Task> Write out exactly the lines that run from the one containing "pub fn kind(&self)" to the end of the entries below, with both end lines included.

═══ Information

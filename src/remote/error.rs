use thiserror::Error;

/// Errors returned by [`CountClient`](super::CountClient).
#[derive(Debug, Error)]
pub enum RemoteError {
    /// Rejected before any request was sent.
    #[error("Invalid request: {0}")]
    Validation(String),

    /// The counter does not exist on the server.
    #[error("Counter '{id}' not found")]
    NotFound { id: String },

    /// The request could not complete (connect, transport, timeout).
    #[error("Request to '{url}' failed: {source}")]
    Network {
        url: String,
        #[source]
        source: reqwest::Error,
    },

    /// The server answered with an unexpected status.
    #[error("Server returned {status}: {message}")]
    Status { status: u16, message: String },

    /// The response body was not `{ "value": n }`.
    #[error("Malformed response from '{url}': {source}")]
    Decode {
        url: String,
        #[source]
        source: reqwest::Error,
    },

    /// The HTTP client itself could not be constructed.
    #[error("Failed to build HTTP client: {0}")]
    Client(#[source] reqwest::Error),
}

impl RemoteError {
    /// Short machine-readable kind, used in logs and CLI output.
    pub fn kind(&self) -> &'static str {
        match self {
            RemoteError::Validation(_) => "validation_error",
            RemoteError::NotFound { .. } => "not_found",
            RemoteError::Network { .. } => "network_error",
            RemoteError::Status { .. } => "status_error",
            RemoteError::Decode { .. } => "decode_error",
            RemoteError::Client(_) => "client_error",
        }
    }
}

══════

Task answer>
    pub fn kind(&self) -> &'static str {
        match self {
            RemoteError::Validation(_) => "validation_error",
            RemoteError::NotFound { .. } => "not_found",
            RemoteError::Network { .. } => "network_error",
            RemoteError::Status { .. } => "status_error",
            RemoteError::Decode { .. } => "decode_error",
            RemoteError::Client(_) => "client_error",
        }
    }
}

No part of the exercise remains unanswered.